Over the past few months, our community has embarked on a journey to re-imagine itself. COVID upended our lives with no signs of relenting any time soon. Our church was quick to adapt: worship moved online, church groups and events went virtual or were put on hold, and many people came together to create community circles to enable our community to connect and care for each other.
Initially these shifts were thought to just be short term adaptations, but in the last few months as the ever changing reality has come into focus with more clarity, we’ve realized we need to broaden our scope. Moving from short term to longer term pivots in how we gather and ‘be’ and act as a Foothills community.
In the past few months we’ve been wondering what it would look like if we lean in to this reality instead of fighting it. Remembering that growth and courageous love have everything they need to exist here and now.
While the rapid and ongoing disorientation of so much of our lives continues, we see a powerful opportunity for us as a church to re-orient.
Re-orient to the way our lives work (or don’t) now.
Re-orient to what is most important.
Re-orient to long haul impact of COVID.
Re-orient to how our community can enable each and all of us for more courageous living.
Which is why we are launching Courageous Love: Here & Now - Designing How Together a communal discernment & design process where our community will wrestle together with the question:
What can our community learn during this time and disruption about how we can creatively and sustainably response to unleash deepening belonging, spiritual grounding and resilience, and deploying our people to be agents with courageous love?

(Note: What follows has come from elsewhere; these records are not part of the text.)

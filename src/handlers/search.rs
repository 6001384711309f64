use crate::models::search::{SearchCriteria, ValidationOutcome};
use crate::validation::validate_search_form;
use actix_web::error::{InternalError, JsonPayloadError};
use actix_web::{web, HttpRequest, HttpResponse, Responder};
use url::form_urlencoded;

pub const UNREADABLE_SEARCH: &str = "Search request could not be read";

/// Results-view location for an accepted search.
pub fn results_location(criteria: &SearchCriteria) -> String {
    let query = form_urlencoded::Serializer::new(String::new())
        .append_pair("city", &criteria.city)
        .append_pair("checkin", &criteria.check_in)
        .append_pair("checkout", &criteria.check_out)
        .append_pair("guests", &criteria.guests.to_string())
        .finish();
    format!("/hotels?{}", query)
}

pub async fn submit_search(body: web::Json<SearchCriteria>) -> impl Responder {
    let outcome = validate_search_form(&body);

    if !outcome.is_valid {
        log::warn!("Rejected search: {}", outcome.errors.join("; "));
        return HttpResponse::BadRequest().json(outcome);
    }

    HttpResponse::Ok().json(serde_json::json!({
        "isValid": true,
        "errors": outcome.errors,
        "redirect": results_location(&body),
    }))
}

/// Answers undecodable search bodies with the same shape as a failed
/// validation.
pub fn json_error(err: JsonPayloadError, _req: &HttpRequest) -> actix_web::Error {
    log::warn!("Unreadable search body: {}", err);
    let outcome = ValidationOutcome {
        is_valid: false,
        errors: vec![UNREADABLE_SEARCH.to_string()],
    };
    let response = HttpResponse::BadRequest().json(outcome);
    InternalError::from_response(err, response).into()
}
pub mod hotel;
pub mod search;
pub mod stay;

Our community will not have just one answer to the question; we expect there to be many. Each growing out of a particular set of life circumstances: lifestage, history and involvement within the Foothills, how deeply COVID has impacted everyday life, and many others. We want to harness these diverse backgrounds, to design a future for our congregation that not only takes these realities into accounts, but also finds the unique way our mission calls us to serve and be in relationship with each other and our greater community.
To facilitate this undertaking we have partnered with
a nonprofit design organization whose mission is to use design to reduce structural inequity in America. A group of us us has been working closely with Agncy to craft a process where members of our community working in affinity groups with people of similar life realities will design a possible path forward and then be brought into conversation to see what emerges. We are not imagining we will come up with the answer, but the next stage for our development as a church, answering questions that have been around longer than covid about how we should operate if we truly lived up to our values.
Time Commitment & Expectations:
Project rollout date: Friday, September 11, 12-1:30 kick-off
Design team work (including training!) begins: Monday, September 14
Design team work estimated timeframe: September 14 - October 23 (6 weeks)
Design Team Leads: facilitating the work of the Design Teams and doing design activities
time commitment = 4-6 hours/wk
Mon & Fri afternoon 1 hour check in with Agncy
Design Team Members: carry out research activities (interviewing, data analysis, etc.), supervised by the Design Team Leads
time commitment = 2-3 hours/wk
From Agncy
Background:
Foothills congregation adapted swiftly to the requirements of the COVID-19 pandemic,
launching local circles run by volunteer leaders. These circles have served their purpose and
are now ready to be rethought and rebuilt.
Goals
Embody the church’s core objectives:
Center the goals of
1) spiritual grounding and resilience
2) deepening belonging and
3) unleashing agents of courageous love
Build a richer, community-driven articulation of each.
Enable basic needs to be identified and met: Provide a caring & support net throughout times of crisis.
Be structurally sustainable: Create a model that is executable and durable.
Build the mindset that this is a productive opportunity: Engage the community in the view that this new model is and will be an asset to the congregation.
Allow for localization and adaptation: Create structures that are equitable and shared, while enabling customization and contextualization.